▶
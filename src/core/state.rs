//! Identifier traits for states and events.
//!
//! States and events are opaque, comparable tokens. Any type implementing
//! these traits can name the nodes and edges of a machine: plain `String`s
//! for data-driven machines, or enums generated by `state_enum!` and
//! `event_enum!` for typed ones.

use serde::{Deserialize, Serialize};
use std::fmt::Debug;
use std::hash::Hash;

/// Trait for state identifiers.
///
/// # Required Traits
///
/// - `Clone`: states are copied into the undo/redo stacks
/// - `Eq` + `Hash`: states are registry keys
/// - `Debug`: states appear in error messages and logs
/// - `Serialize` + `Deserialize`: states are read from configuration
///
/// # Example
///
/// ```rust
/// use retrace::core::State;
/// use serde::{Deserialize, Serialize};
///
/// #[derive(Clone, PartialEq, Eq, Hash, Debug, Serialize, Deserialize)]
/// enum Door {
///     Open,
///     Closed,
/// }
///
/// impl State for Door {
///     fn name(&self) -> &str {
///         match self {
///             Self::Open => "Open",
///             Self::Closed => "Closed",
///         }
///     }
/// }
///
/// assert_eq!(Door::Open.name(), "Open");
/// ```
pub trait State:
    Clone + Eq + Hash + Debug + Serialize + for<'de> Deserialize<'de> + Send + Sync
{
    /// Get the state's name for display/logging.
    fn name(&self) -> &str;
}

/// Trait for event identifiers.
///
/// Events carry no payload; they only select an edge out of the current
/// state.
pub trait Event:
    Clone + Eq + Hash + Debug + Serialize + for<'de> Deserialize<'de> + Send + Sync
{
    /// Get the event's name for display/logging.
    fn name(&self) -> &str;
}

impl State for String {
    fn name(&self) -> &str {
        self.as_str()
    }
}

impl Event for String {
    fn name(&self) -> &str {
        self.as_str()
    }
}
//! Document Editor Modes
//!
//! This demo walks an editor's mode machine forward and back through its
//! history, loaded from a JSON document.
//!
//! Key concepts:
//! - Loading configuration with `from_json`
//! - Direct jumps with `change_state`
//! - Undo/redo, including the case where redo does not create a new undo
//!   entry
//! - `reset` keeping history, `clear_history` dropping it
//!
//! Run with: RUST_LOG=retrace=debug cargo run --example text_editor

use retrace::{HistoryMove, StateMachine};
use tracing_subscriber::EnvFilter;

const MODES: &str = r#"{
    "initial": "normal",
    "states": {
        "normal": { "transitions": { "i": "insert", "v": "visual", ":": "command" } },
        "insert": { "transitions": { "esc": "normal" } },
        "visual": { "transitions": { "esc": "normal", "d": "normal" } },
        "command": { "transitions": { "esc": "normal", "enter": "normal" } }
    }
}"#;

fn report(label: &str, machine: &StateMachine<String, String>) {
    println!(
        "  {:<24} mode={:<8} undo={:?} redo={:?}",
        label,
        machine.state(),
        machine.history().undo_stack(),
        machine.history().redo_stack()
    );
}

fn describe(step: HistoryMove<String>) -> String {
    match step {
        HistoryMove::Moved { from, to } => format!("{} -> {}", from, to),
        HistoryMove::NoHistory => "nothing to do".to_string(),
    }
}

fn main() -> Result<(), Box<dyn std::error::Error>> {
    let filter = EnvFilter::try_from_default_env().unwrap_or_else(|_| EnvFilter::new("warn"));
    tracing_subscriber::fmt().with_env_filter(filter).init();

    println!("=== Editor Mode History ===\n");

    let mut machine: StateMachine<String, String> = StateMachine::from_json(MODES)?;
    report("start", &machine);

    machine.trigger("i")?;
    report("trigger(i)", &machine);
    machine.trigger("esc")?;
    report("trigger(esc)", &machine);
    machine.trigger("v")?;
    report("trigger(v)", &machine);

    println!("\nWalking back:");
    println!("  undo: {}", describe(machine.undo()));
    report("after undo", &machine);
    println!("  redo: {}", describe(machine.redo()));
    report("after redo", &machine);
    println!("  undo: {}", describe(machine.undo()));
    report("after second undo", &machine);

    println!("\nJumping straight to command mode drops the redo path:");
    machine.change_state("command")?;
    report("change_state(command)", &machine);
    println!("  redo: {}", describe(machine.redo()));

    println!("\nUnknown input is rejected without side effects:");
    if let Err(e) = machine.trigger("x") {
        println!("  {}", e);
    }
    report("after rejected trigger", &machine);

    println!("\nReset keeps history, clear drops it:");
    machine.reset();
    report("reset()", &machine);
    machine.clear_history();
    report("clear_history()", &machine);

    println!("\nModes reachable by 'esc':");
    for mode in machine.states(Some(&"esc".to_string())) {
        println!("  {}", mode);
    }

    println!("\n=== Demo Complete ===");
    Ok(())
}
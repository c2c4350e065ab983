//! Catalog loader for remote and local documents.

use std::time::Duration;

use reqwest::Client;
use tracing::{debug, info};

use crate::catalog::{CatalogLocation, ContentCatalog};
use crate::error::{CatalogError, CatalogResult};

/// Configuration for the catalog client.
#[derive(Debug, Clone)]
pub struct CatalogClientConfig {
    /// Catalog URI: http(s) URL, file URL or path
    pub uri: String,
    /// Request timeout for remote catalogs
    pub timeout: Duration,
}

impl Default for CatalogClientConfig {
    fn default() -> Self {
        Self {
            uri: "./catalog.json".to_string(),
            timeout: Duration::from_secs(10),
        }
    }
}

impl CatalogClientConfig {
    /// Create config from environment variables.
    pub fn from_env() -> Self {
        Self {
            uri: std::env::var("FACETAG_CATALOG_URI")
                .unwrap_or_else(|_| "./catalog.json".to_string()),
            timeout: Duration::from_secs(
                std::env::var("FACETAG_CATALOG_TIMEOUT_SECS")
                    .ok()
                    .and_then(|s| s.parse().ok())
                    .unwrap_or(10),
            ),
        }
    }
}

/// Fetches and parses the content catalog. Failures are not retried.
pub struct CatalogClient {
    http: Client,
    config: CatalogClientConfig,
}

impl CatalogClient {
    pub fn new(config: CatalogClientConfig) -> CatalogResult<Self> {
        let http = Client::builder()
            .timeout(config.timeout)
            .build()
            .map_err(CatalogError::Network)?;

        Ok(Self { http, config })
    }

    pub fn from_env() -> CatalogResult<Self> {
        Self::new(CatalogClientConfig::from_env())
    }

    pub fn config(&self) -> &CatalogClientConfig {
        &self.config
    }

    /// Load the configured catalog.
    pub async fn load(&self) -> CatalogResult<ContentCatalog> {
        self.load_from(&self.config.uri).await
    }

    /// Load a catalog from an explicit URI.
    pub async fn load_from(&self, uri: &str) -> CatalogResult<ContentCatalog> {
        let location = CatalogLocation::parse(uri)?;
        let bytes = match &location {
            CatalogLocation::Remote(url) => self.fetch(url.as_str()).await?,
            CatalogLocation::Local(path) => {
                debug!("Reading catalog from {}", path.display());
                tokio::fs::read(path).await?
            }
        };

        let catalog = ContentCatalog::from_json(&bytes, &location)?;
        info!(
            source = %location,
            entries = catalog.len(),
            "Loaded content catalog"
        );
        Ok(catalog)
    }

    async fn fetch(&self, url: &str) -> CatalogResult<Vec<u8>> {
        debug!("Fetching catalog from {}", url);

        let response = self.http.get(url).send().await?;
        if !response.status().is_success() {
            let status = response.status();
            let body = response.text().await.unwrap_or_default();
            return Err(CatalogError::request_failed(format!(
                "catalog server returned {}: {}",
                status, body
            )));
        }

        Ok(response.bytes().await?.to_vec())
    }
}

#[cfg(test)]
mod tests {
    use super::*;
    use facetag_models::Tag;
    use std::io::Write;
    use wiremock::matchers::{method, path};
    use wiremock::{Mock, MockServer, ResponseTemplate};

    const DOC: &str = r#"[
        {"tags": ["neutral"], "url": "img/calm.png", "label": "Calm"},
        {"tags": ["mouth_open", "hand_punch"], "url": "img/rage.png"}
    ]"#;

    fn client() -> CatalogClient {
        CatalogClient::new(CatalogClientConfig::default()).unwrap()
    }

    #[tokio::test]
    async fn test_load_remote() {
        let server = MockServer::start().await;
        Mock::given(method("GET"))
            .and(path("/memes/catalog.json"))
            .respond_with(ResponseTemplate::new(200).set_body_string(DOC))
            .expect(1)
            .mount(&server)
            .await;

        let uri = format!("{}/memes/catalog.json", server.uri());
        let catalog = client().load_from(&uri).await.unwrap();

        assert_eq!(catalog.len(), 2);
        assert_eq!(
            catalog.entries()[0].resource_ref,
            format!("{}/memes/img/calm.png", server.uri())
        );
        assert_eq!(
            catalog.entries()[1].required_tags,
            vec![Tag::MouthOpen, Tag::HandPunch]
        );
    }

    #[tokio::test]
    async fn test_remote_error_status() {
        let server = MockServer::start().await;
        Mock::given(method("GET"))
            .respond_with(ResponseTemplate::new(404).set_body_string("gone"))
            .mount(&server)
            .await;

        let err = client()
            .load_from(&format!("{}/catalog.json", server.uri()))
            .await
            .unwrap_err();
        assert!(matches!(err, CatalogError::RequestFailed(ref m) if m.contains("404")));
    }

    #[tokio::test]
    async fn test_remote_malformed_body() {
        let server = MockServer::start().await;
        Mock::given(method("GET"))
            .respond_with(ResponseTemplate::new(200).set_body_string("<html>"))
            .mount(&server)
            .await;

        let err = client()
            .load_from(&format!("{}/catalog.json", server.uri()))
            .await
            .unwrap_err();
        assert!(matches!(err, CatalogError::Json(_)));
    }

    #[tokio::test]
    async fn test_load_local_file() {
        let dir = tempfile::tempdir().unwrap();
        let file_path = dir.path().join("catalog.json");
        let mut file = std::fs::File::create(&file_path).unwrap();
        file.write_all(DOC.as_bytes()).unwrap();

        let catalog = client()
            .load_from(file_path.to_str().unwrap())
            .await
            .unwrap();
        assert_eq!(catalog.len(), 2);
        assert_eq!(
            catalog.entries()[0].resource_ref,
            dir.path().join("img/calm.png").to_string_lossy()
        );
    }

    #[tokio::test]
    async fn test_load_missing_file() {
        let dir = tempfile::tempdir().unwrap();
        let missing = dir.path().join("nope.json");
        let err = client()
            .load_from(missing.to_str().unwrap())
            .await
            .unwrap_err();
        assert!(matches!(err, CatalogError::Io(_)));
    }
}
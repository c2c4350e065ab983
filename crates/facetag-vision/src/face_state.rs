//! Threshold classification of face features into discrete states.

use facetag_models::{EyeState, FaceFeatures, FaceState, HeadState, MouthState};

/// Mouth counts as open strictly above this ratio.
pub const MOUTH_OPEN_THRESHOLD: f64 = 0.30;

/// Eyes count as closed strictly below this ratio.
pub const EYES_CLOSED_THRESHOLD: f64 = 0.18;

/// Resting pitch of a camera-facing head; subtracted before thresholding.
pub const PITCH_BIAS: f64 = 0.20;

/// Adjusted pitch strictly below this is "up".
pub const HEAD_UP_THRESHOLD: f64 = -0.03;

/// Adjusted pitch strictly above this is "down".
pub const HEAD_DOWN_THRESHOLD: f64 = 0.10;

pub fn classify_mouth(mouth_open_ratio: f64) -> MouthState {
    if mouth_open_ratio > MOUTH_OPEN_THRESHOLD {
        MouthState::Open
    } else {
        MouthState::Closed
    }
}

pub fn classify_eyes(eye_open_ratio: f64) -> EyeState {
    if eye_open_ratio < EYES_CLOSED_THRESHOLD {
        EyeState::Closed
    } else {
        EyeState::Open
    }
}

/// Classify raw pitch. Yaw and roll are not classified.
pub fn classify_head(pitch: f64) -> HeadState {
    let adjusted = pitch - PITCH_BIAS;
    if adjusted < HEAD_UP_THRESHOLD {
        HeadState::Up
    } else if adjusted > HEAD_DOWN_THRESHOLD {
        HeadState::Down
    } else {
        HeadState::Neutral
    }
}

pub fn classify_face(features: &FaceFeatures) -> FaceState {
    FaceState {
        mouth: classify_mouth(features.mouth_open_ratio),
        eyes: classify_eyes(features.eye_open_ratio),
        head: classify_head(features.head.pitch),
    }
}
◀
> **Work item**
All lines above from the line with "assert!(matches!(err, CatalogError::Io(_)));" through the line with "pub fn classify_eyes(eye_open_ratio: f64)", both included, are to be set down exactly, with nothing else.

> **Result**
        assert!(matches!(err, CatalogError::Io(_)));
    }
}
repository c2c4350e065ab983
filename crates/facetag-vision/src/face_state.rs
//! Threshold classification of face features into discrete states.

use facetag_models::{EyeState, FaceFeatures, FaceState, HeadState, MouthState};

/// Mouth counts as open strictly above this ratio.
pub const MOUTH_OPEN_THRESHOLD: f64 = 0.30;

/// Eyes count as closed strictly below this ratio.
pub const EYES_CLOSED_THRESHOLD: f64 = 0.18;

/// Resting pitch of a camera-facing head; subtracted before thresholding.
pub const PITCH_BIAS: f64 = 0.20;

/// Adjusted pitch strictly below this is "up".
pub const HEAD_UP_THRESHOLD: f64 = -0.03;

/// Adjusted pitch strictly above this is "down".
pub const HEAD_DOWN_THRESHOLD: f64 = 0.10;

pub fn classify_mouth(mouth_open_ratio: f64) -> MouthState {
    if mouth_open_ratio > MOUTH_OPEN_THRESHOLD {
        MouthState::Open
    } else {
        MouthState::Closed
    }
}

pub fn classify_eyes(eye_open_ratio: f64) -> EyeState {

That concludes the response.